Fra le vittime vi sarebbero molti giovani tra i 13 e i 20 anni e tre donne, ma nessun turista. Non sono comunque state diffuse notizie sulla nazionalità dei morti. Ad aprire il fuoco sulla gente sarebbe stato un diciottenne di origine iraniana che viveva a Monaco con i genitori e che, secondo le più recenti informazioni, sarebbe stato in terapia psichiatrica.

Nessun legame con l’Isis, ma invece un’ossessione contro i giovani colpevoli di averlo vessato negli anni del liceo e una sorta di ammirazione per le stragi come quella della scuola di Winnenden, vicino Stoccarda (15 morti) e gli assassini come Andres Breivik, l’uomo che proprio 5 anni fa nell’isola di Utoya, davanti a Oslo, ha ucciso a sangue freddo 69 ragazzi (altre 8 persone con una bomba in città). Così gli inquirenti descrivono Ali Sonboly,

“Siamo sconvolti e ancora impressionati” da quanto accaduto a Monaco. Ha detto la cancelliera tedesca, Angela Merkel, nella prima dichiarazione alla stampa da quando è avvenuta la sparatoria nella città bavarese. Merkel ha parlato dopo avere presieduto a Berlino una riunione del Consiglio di sicurezza nazionale. “Comprendo chi adesso, dopo questo orribile attacco, dopo questa serata e questa notte di orrore, non si sente più sicuro e si domanda come fare a sentirsi di nuovo tale” ha aggiunto Angela Merkel. La cancelliere tedesca ha avuto parole di elogio per “la polizia cittadina, bavarese e federale”, che “hanno collaborato tra loro con elevata professionalita'”, e per gli abitanti della capitale della Baviera, che “hanno saputo sostenere” le forze dell’ordine e “aperto agli altri le porte delle loro case”, in tal modo “dimostrando come si vive in una società libera”, e qual’è la “grande forza” che si ricava dalla “coabitazione”.

Dopo una breve fuga braccato dalla polizia, si sarebbe suicidato a poca distanza dal luogo della strage. Il padre è sotto interrogatorio da questa notte. Secondo alcune testimonianze non confermate, il killer avrebbe addirittura preso di mira dei bambini. Sembra che il diciottenne non fosse persona nota alla polizia. I vicini lo avrebbero definito una “persona tranquilla”. La polizia non ha offerto ulteriori precisazioni sulle indagini, e ha fatto sapere che il materiale informatico sequestrato durante il blitz nell’appartamento del killer è ancora al vaglio degli investigatori.
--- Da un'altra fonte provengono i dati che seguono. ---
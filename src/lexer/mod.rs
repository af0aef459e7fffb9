//! Hand-written lexer. No grammar crate: the token grammar here is small
//! enough that a character-at-a-time scanner reads more directly than a
//! generated one, and it keeps position tracking exact.
use crate::diagnostic::{Diagnostic, Position};
use crate::token::{keyword, Token, TokenKind};

pub struct Lexer {
    source: Vec<char>,
    pos: usize,
    line: usize,
    column: usize,
}

impl Lexer {
    pub fn new(source: &str) -> Self {
        Self {
            source: source.chars().collect(),
            pos: 0,
            line: 1,
            column: 1,
        }
    }

    fn current_char(&self) -> Option<char> {
        self.source.get(self.pos).copied()
    }

    fn peek(&self, offset: usize) -> Option<char> {
        self.source.get(self.pos + offset).copied()
    }

    fn advance(&mut self) -> Option<char> {
        let c = self.current_char()?;
        self.pos += 1;
        if c == '\n' {
            self.line += 1;
            self.column = 1;
        } else {
            self.column += 1;
        }
        Some(c)
    }

    fn position(&self) -> Position {
        (self.line, self.column)
    }

    fn skip_whitespace(&mut self) {
        while matches!(self.current_char(), Some(' ') | Some('\t') | Some('\r')) {
            self.advance();
        }
    }

    fn skip_comment(&mut self) {
        if self.current_char() == Some('/') && self.peek(1) == Some('/') {
            while self.current_char().is_some() && self.current_char() != Some('\n') {
                self.advance();
            }
        } else if self.current_char() == Some('/') && self.peek(1) == Some('*') {
            self.advance();
            self.advance();
            while self.current_char().is_some()
                && !(self.current_char() == Some('*') && self.peek(1) == Some('/'))
            {
                self.advance();
            }
            self.advance();
            self.advance();
        }
    }

    fn read_string(&mut self) -> Result<Token, Diagnostic> {
        let start = self.position();
        let quote = self.advance().unwrap();
        let mut value = String::new();
        loop {
            match self.current_char() {
                None => return Err(Diagnostic::lex("unterminated string literal", start)),
                Some(c) if c == quote => {
                    self.advance();
                    break;
                }
                Some('\\') => {
                    self.advance();
                    match self.current_char() {
                        Some('n') => {
                            value.push('\n');
                            self.advance();
                        }
                        Some('t') => {
                            value.push('\t');
                            self.advance();
                        }
                        Some('r') => {
                            value.push('\r');
                            self.advance();
                        }
                        Some('\\') => {
                            value.push('\\');
                            self.advance();
                        }
                        Some('"') => {
                            value.push('"');
                            self.advance();
                        }
                        Some('\'') => {
                            value.push('\'');
                            self.advance();
                        }
                        Some(other) => {
                            value.push('\\');
                            value.push(other);
                            self.advance();
                        }
                        None => return Err(Diagnostic::lex("unterminated string literal", start)),
                    }
                }
                Some(c) => {
                    value.push(c);
                    self.advance();
                }
            }
        }
        Ok(Token::new(TokenKind::Str(value), start))
    }

    fn read_number(&mut self) -> Token {
        let start = self.position();
        let mut text = String::new();
        let mut is_float = false;
        while matches!(self.current_char(), Some(c) if c.is_ascii_digit()) {
            text.push(self.advance().unwrap());
        }
        if self.current_char() == Some('.') && matches!(self.peek(1), Some(c) if c.is_ascii_digit())
        {
            is_float = true;
            text.push(self.advance().unwrap());
            while matches!(self.current_char(), Some(c) if c.is_ascii_digit()) {
                text.push(self.advance().unwrap());
            }
        }
        if is_float {
            Token::new(TokenKind::Float(text.parse().unwrap_or(0.0)), start)
        } else {
            Token::new(TokenKind::Integer(text.parse().unwrap_or(0)), start)
        }
    }

    fn read_identifier(&mut self) -> Token {
        let start = self.position();
        let mut text = String::new();
        while matches!(self.current_char(), Some(c) if c.is_alphanumeric() || c == '_') {
            text.push(self.advance().unwrap());
        }
        match keyword(&text) {
            Some(kind) => Token::new(kind, start),
            None => Token::new(TokenKind::Identifier(text), start),
        }
    }

    fn read_operator_or_delimiter(&mut self) -> Result<Token, Diagnostic> {
        let start = self.position();
        let two: Option<String> = match (self.current_char(), self.peek(1)) {
            (Some(a), Some(b)) => Some(format!("{a}{b}")),
            _ => None,
        };
        if let Some(pair) = two.as_deref() {
            let kind = match pair {
                "==" => Some(TokenKind::EqEq),
                "!=" => Some(TokenKind::NotEq),
                "<=" => Some(TokenKind::LessEq),
                ">=" => Some(TokenKind::GreaterEq),
                "+=" => Some(TokenKind::PlusAssign),
                "-=" => Some(TokenKind::MinusAssign),
                "*=" => Some(TokenKind::StarAssign),
                "/=" => Some(TokenKind::SlashAssign),
                "**" => Some(TokenKind::Power),
                "->" => Some(TokenKind::Arrow),
                "=>" => Some(TokenKind::FatArrow),
                "<<" => Some(TokenKind::Shl),
                ">>" => Some(TokenKind::Shr),
                _ => None,
            };
            if let Some(kind) = kind {
                self.advance();
                self.advance();
                return Ok(Token::new(kind, start));
            }
        }
        let c = self.current_char().ok_or_else(|| {
            Diagnostic::lex("unexpected end of input", start)
        })?;
        let kind = match c {
            '+' => TokenKind::Plus,
            '-' => TokenKind::Minus,
            '*' => TokenKind::Star,
            '/' => TokenKind::Slash,
            '%' => TokenKind::Percent,
            '<' => TokenKind::Less,
            '>' => TokenKind::Greater,
            '=' => TokenKind::Assign,
            '&' => TokenKind::BitAnd,
            '|' => TokenKind::BitOr,
            '^' => TokenKind::BitXor,
            '~' => TokenKind::BitNot,
            '(' => TokenKind::LParen,
            ')' => TokenKind::RParen,
            '[' => TokenKind::LBracket,
            ']' => TokenKind::RBracket,
            '{' => TokenKind::LBrace,
            '}' => TokenKind::RBrace,
            ',' => TokenKind::Comma,
            '.' => TokenKind::Dot,
            ':' => TokenKind::Colon,
            ';' => TokenKind::Semicolon,
            '\\' => TokenKind::Backslash,
            other => return Err(Diagnostic::lex(format!("unexpected character '{other}'"), start)),
        };
        self.advance();
        Ok(Token::new(kind, start))
    }

    pub fn tokenize(mut self) -> Result<Vec<Token>, Diagnostic> {
        let mut tokens = Vec::new();
        loop {
            self.skip_whitespace();
            match self.current_char() {
                None => {
                    tokens.push(Token::new(TokenKind::Eof, self.position()));
                    break;
                }
                Some('\n') => {
                    let start = self.position();
                    self.advance();
                    tokens.push(Token::new(TokenKind::Newline, start));
                }
                Some('/') if self.peek(1) == Some('/') || self.peek(1) == Some('*') => {
                    self.skip_comment();
                }
                Some(c) if c == '"' || c == '\'' => {
                    tokens.push(self.read_string()?);
                }
                Some(c) if c.is_ascii_digit() => {
                    tokens.push(self.read_number());
                }
                Some(c) if c.is_alphabetic() || c == '_' => {
                    tokens.push(self.read_identifier());
                }
                Some(_) => {
                    tokens.push(self.read_operator_or_delimiter()?);
                }
            }
        }
        Ok(tokens)
    }
}

pub fn tokenize(source: &str) -> Result<Vec<Token>, Diagnostic> {
    Lexer::new(source).tokenize()
}

#[cfg(test)]
mod tests {
    use super::*;

    #[test]
    fn lex_integer_and_float() {
        let tokens = tokenize("42 3.5").unwrap();
        assert_eq!(tokens[0].kind, TokenKind::Integer(42));
        assert_eq!(tokens[1].kind, TokenKind::Float(3.5));
    }

    #[test]
    fn lex_keywords_vs_identifiers() {
        let tokens = tokenize("let x = foo").unwrap();
        assert_eq!(tokens[0].kind, TokenKind::Let);
        assert_eq!(tokens[1].kind, TokenKind::Identifier("x".into()));
        assert_eq!(tokens[2].kind, TokenKind::Assign);
        assert_eq!(tokens[3].kind, TokenKind::Identifier("foo".into()));
    }

    #[test]
    fn lex_two_char_before_one_char() {
        let tokens = tokenize("a <= b").unwrap();
        assert_eq!(tokens[1].kind, TokenKind::LessEq);
    }

    #[test]
    fn lex_string_escapes() {
        let tokens = tokenize("\"a\\nb\"").unwrap();
        assert_eq!(tokens[0].kind, TokenKind::Str("a\nb".into()));
    }

    #[test]
    fn lex_unterminated_string_errors() {
        let err = tokenize("\"abc").unwrap_err();
        assert!(matches!(err, Diagnostic::Lex { .. }));
    }

    #[test]
    fn lex_comments_are_skipped() {
        let tokens = tokenize("1 // comment\n2 /* block */ 3").unwrap();
        let kinds: Vec<_> = tokens.iter().map(|t| t.kind.clone()).collect();
        assert_eq!(
            kinds,
            vec![
                TokenKind::Integer(1),
                TokenKind::Newline,
                TokenKind::Integer(2),
                TokenKind::Integer(3),
                TokenKind::Eof
            ]
        );
    }

    #[test]
    fn lex_backslash_and_fat_arrow_for_lambdas() {
        let tokens = tokenize("\\(x) => x").unwrap();
        assert_eq!(tokens[0].kind, TokenKind::Backslash);
        assert!(tokens.iter().any(|t| t.kind == TokenKind::FatArrow));
    }
}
La tensione è altissima e la città è ancora blindata e sotto shock, con centinaia di agenti per le strade, auto della polizia a molti incroci e imponenti misure di sicurezza generali. Sono ancora molte – fanno sapere dalla polizia – le chiamate ai numeri di emergenza.

A differenza di quanto si era pensato all’inizio, il killer avrebbe agito da solo. La smentita delle voci che volevano altri due attentatori a piede libero per la città che per alcune ore aveva aggravato la tensione e’ venuta nella notte dalla polizia bavarese. Durante la serata, le autorità avevano raccomandato agli abitanti di restare in casa, di non frequentare luoghi pubblici. Esistono ancora diversi dubbi sulla matrice dell’attentato. La polizia di Monaco aveva diffuso un comunicato ufficiale in cui si parlava di una “grave situazione terroristica” ma nell’ultima conferenza stampa è stata ribadita l’assenza di elementi che possano far pensare a una matrice islamista.

In un video diffuso in rete, si vede un battibecco fra l’attentatore sul tetto del parcheggio del centro commerciale e un cittadino che lo riprende con il cellulare dall’edificio adiacente. Durante lo scambio di insulti e accuse in dialetto bavarese fra i due, l’attentatore ha urlato: “Sono tedesco”. Alcuni testimoni riferiscono che l’uomo avrebbe urlato insulti nei confronti degli immigrati. La polizia ha fatto sapere di aver raccolto nelle ultime ore una grande quantità di materiale sulla persona che ha compiuto la strage allo scopo di fare chiarezza al più presto sul profilo del killer con un “lavoro incessante degli investigatori per accertare la verità”.